Por Reinaldo Azevedo



A PALAVRA DO RELATOR, DEPUTADO ALDO REBELO

"Para ambientalista, todos são criminosos", diz relator

O deputado federal Aldo Rebelo (PCdoB-SP), relator do projeto de reforma do Código Florestal na Câmara, diz que ambientalistas criam "mitos" para não discutir "o essencial" a respeito da proposta aprovada na Câmara na semana passada. Em entrevista à Folha, negou que haja anistia a desmatadores e disse que as regras atuais colocam "99% dos agricultores na ilegalidade".

ANISTIA
Não existe. A possibilidade de suspensão das multas para quem desmatou está prevista em decreto federal desde 2008. Na proposta do código, reproduzi os mesmos termos do decreto.

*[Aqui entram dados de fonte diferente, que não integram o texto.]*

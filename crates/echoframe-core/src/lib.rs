//! echoframe protocol core logic
//!
//! Pure state machine logic for a server-side WebSocket endpoint, decoupled
//! from I/O.
//!
//! # Architecture
//!
//! Protocol logic in this crate is implemented as deterministic state
//! machines that are isolated from I/O, time, randomness, and scheduling.
//! All external effects are supplied explicitly by the caller.
//!
//! State transitions produce declarative actions that describe intended
//! effects rather than executing them directly. A runtime or test harness
//! is responsible for interpreting and executing these actions.
//!
//! # Components
//!
//! - [`handshake`]: HTTP Upgrade validation and the accept key
//! - [`reassembler`]: Fragmented message accumulation
//! - [`connection`]: Connection state machine (handshake, frames, timers)
//! - [`close`]: Two-sided close handshake bookkeeping
//! - [`handler`]: Application slot ([`EchoHandler`])
//! - [`mod@env`]: Environment abstraction (time, RNG)
//! - [`transport`]: Transport abstraction (byte streams)
//! - [`error`]: Connection error types

#![forbid(unsafe_code)]
#![warn(missing_docs)]

pub mod close;
pub mod connection;
pub mod env;
pub mod error;
pub mod handler;
pub mod handshake;
pub mod reassembler;
pub mod transport;

pub use close::{CloseNegotiation, CloseStep, Initiator};
pub use connection::{Connection, ConnectionAction, ConnectionConfig, ConnectionState};
pub use env::{Environment, SystemEnv};
pub use error::ConnectionError;
pub use handler::{EchoHandler, MessageHandler};
pub use handshake::{
    ClientHandshake, HandshakeError, HandshakeResponse, HttpRequest, HttpResponse, ServerHandshake,
};
pub use reassembler::Reassembler;
pub use transport::Transport;
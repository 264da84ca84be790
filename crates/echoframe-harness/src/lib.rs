//! Deterministic simulation harness for the echoframe engine.
//!
//! Two layers:
//!
//! - Turmoil-based [`Environment`](echoframe_core::Environment) and
//!   [`Transport`](echoframe_core::Transport) implementations, so the real
//!   server and client run over a simulated network with seeded randomness
//!   and virtual time.
//! - A sans-IO [`scenario`] runner that drives [`Connection`] instances with
//!   scripted peers and checks the outcome with oracles, plus a reference
//!   [`model`] for model-based property tests.
//!
//! [`Connection`]: echoframe_core::Connection

#![forbid(unsafe_code)]
#![warn(missing_docs)]

pub mod model;
pub mod scenario;
pub mod sim_env;
pub mod sim_transport;

pub use model::{ModelPeer, Operation};
pub use sim_env::SimEnv;
pub use sim_transport::SimTransport;
//! Connection error types.

use echoframe_proto::ProtocolError;
use thiserror::Error;

use crate::{connection::ConnectionState, handshake::HandshakeError};

/// Errors surfaced by the connection state machine and its drivers.
#[derive(Error, Debug)]
pub enum ConnectionError {
    /// Opening handshake rejected
    #[error("handshake failed: {0}")]
    Handshake(#[from] HandshakeError),

    /// Peer violated the wire protocol
    #[error("protocol violation: {0}")]
    Protocol(#[from] ProtocolError),

    /// Underlying transport failed
    #[error("transport error: {0}")]
    Transport(#[from] std::io::Error),

    /// Operation timed out
    #[error("{operation} timed out")]
    Timeout {
        /// Operation that timed out
        operation: &'static str,
    },

    /// Operation not valid in current state
    #[error("cannot {operation} in state {state:?}")]
    InvalidState {
        /// Current connection state
        state: ConnectionState,
        /// Operation that was attempted
        operation: &'static str,
    },
}
//! echoframe-server binary.

use clap::Parser;
use echoframe_core::{SystemEnv, Transport};
use echoframe_server::{Server, ServerConfig, TcpTransport};
use tokio::sync::watch;
use tracing::info;
use tracing_subscriber::EnvFilter;

#[tokio::main]
async fn main() -> Result<(), Box<dyn std::error::Error>> {
    let config = ServerConfig::parse();

    let filter = EnvFilter::try_from_default_env().unwrap_or_else(|_| EnvFilter::new(&config.log_level));
    tracing_subscriber::fmt().with_env_filter(filter).init();

    let transport = TcpTransport::bind(config.bind).await?;
    info!(addr = %transport.local_addr()?, path = %config.path, "echo server starting");

    let (stop_tx, stop_rx) = watch::channel(false);
    tokio::spawn(async move {
        if tokio::signal::ctrl_c().await.is_ok() {
            info!("interrupt received");
            let _ = stop_tx.send(true);
        }
    });

    let stats = Server::echo(transport, SystemEnv::new(), config.session_config()).run(stop_rx).await?;
    info!(?stats, "server stopped");
    Ok(())
}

Isso não abrange desmatamento em área pública, grilagem nem contrabando de madeira.
É apenas para aquele agricultor que está irregular com reserva legal e APP [Área de Preservação Permanente]. Em vez de anistia, vai ter a multa suspensa. Se não se regularizar, não averbar reserva legal, voltará a pagar multa.

PASSIVO AMBIENTAL
Para os ambientalistas, não existe agricultura no Brasil, só um passivo ambiental. O sujeito que abriu uma roça de cana na capitania de Tomé de Souza é um criminoso ambiental. O cara que plantou a primeira lavoura de café no século 18 também é um desmatador que não pode ser anistiado. Para eles, todos esses são criminosos ambientais e precisam reflorestar à luz de uma legislação que é muito recente.

DESMATAMENTO RECENTE
O desmatamento foi autorizado e estimulado pelo governo. A reserva legal de 80% na Amazônia é de 1998. A maior parte do desmatamento nessa região da fronteira agrícola é anterior a isso. O governo só dava crédito se você desmatasse ao menos 50%. Em Mato Grosso, eu vi assentados do Incra [Instituto Nacional de Colonização e Reforma Agrária] que não recebem verbas porque a legislação mudou em 1998 e eles são obrigados a reflorestar 30% da área. Então, se for por esse tratamento, você não tem parâmetros para estabelecer o que é o crime ambiental.

RECOMPOSIÇÃO
Disseram que uma área igual à do Paraná deixará de ser recomposta. Não dizem que a recomposição atingiria 2 milhões de agricultores que estão dentro de áreas de preservação permanente e que serão arrancados feito ervas daninhas. O que vai se fazer com essa gente? Seria fora de sintonia com a realidade.

DIVISÃO DE PROPRIEDADE
[Dividir a propriedade para ganhar isenção] já é proibido hoje. Se você desmembrar qualquer propriedade hoje, será obrigado a averbar a reserva legal na parte dividida. Isso situamos claramente no texto: reserva legal é eterna.

MITOS
Os ambientalistas vivem criando mitos para evitar o debate essencial. Estão dizendo agora que vai haver guerra fiscal de APP.

POR QUE MUDAR?
Quando faz uma legislação, o Brasil se debate entre duas opções: uma lei que ninguém cumpre porque não precisa, outra que ninguém cumpre porque não tem como. É preciso uma lei que as pessoas possam cumprir.

ATRASO
A política de multas é de país atrasado, de país que não tem uma legislação que funcione. Não é exemplo para país nenhum viver de multar e autuar. Não podemos viver como europeus e americanos, que têm reserva legal zero, mas também não podemos inviabilizar a agricultura por conta de exigências que nenhum outro país do mundo tem.